Lala329LLala329 Posts: 283
edited 06/11/2012 - 8:44 AM in Spinal Cord Stimulation
Hi guys,

I had my psych eval last week and am going for my final appointment to go over everything with my PM doc to schedule my trial, and I'm brimming with questions getting ready for the appointment. Just as an update, it looks like my hardware is staying put- I get the final verdict this week, but with pelvic hardware they apparently usually like leaving it in place...

1) I'm very interested in tips for avoiding the placebo effect during the trial, or tips on how to best test things out with the trial. I'm a little worried because I know there will be pain from the trial implant as well as activity restrictions, so I guess I want to make sure I really get the most out of the trial and evaluate it to the fullest extent possible. I'd really appreciate any tips to help make the trial as successful as possible in terms of my ability to decide whether or not it helps enough to go forward with the permanent one.

2) Did you need pain meds the first couple days from pain from the trial implant? I'm going to be off all meds for the trial, but I was wondering if I'll be likely to need them the first few days from the pain of the procedure itself?

3) How much input did you get over the brand/model of your stimulator? My PM clinic uses 2 different brands, and I don't know if I will get any input. Obviously I know my doctor will make the best recommendation, but with all the different models and features I don't know if it'd be best for me to do my own research so I'll have an opinion?

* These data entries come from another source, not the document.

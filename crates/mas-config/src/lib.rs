//! MAS surveillance model configuration.
//!
//! This crate provides:
//! - Typed structs for model configuration JSON
//! - Noisy-OR tuning constants per intermediate-node type
//! - ESI and risk-aggregation parameter tables
//! - Built-in per-typology network presets
//! - Semantic validation
//!
//! The network assembler in `mas-core` accepts an already-resolved
//! [`ModelConfig`]; file lookup and JSON parsing happen here, never
//! inline in the assembler. There is no module-level default instance:
//! callers construct and pass configurations explicitly.

pub mod aggregation;
pub mod esi;
pub mod preset;
pub mod structure;
pub mod tuning;
pub mod validate;

pub use aggregation::AggregationConfig;
pub use esi::EsiConfig;
pub use preset::{intent_outcome_cpt, preset_structure};
pub use structure::{
    EvidenceNodeDef, IntermediateNodeDef, ModelConfig, NetworkStructureConfig, OutcomeNodeDef,
};
pub use tuning::{NodeType, NoisyOrTuning};
pub use validate::{validate_model_config, ValidationError, ValidationResult};

/// Schema version for model configuration files.
pub const CONFIG_SCHEMA_VERSION: &str = "1.0.0";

4) Any recommendations for IPG placement on a thin female? I plan to go ahead and go over this with my doctor even though it is a little premature. We think the leads will be at T8 or T9, and I'm really thinking I would much prefer to have the IPG in my abdomen than my back but I know docs tend to prefer the back so they don't have to flip you. But, I'm thin enough I get uncomfortable in hard back chairs because I can feel the vertebrae poking out so I imagine a battery anywhere in my back will be uncomfortable.



  • Try not to over think the trial so much. I know it's difficult not to do that, but over analyzing is almost as bad as the placebo effect. I had so many questions and no one to ask, so I know how frustrating it is.

    Every doc has their own recommendations on what to do or not to do during the trial. I was told to just go out and do whatever I felt I could do. Only limitations were to be careful and not snag the wires or drop the controller, since the leads are only stitched to the skin where they exit. During the trial there's no concern with the leads scarring in, the concern is more about whether or not you feel any relief.

    One thing that I did when I was questioning whether or not I was getting a placebo effect, was I shut the unit off for a few hours. When I switched it back on, I knew just exactly how much it was actually doing for me.

    I did not experience much discomfort from the trial itself. My leads were threaded in from between C7 and T1, so I was just a tad sore between my shoulders. When the leads were removed, I didn't even feel them come out.

    As far as IPG placement, it goes a bit beyond what sticks out and what is convenient. I too am a thin individual and my IPG was placed in the standard area of the upper buttock. It's one of the few places on a thin individual that has enough fatty tissue to help comfortably place the IPG. Another concern with placement is the tunneling required for running the lead wires. When I had my revision done on my IPG (loose wire) I discussed at great length with the doc about moving the IPG to the abdomen. He explained to me that he has seen more complications with lead migration in those who have abdominal IPG placements. He feels that the strain on the wires is far greater with that placement and has also had more pocket complications there.

    As to what brand and model to go with, I would definitely discuss that with the doc. Many folks believe it is simply a matter of what brand the doc prefers, but it goes beyond that. Depending on which brand, one is a constant voltage system, while the others are a constant current system. Many docs have bought in to the constant current systems since they claim to automatically adjust for increases in impedance. Also some of those systems have wireless remotes that allow a person to make adjustments "easier". I have done a lot of personal research on all of these and although some folks do have good success with a few constant current systems, I have also seen more that report dissatisfaction, lack of good coverage and EMI issues with them. With the constant voltage system, I've yet to come across anyone that has EMI issues and they also tend to be far more stable once the leads have scarred in.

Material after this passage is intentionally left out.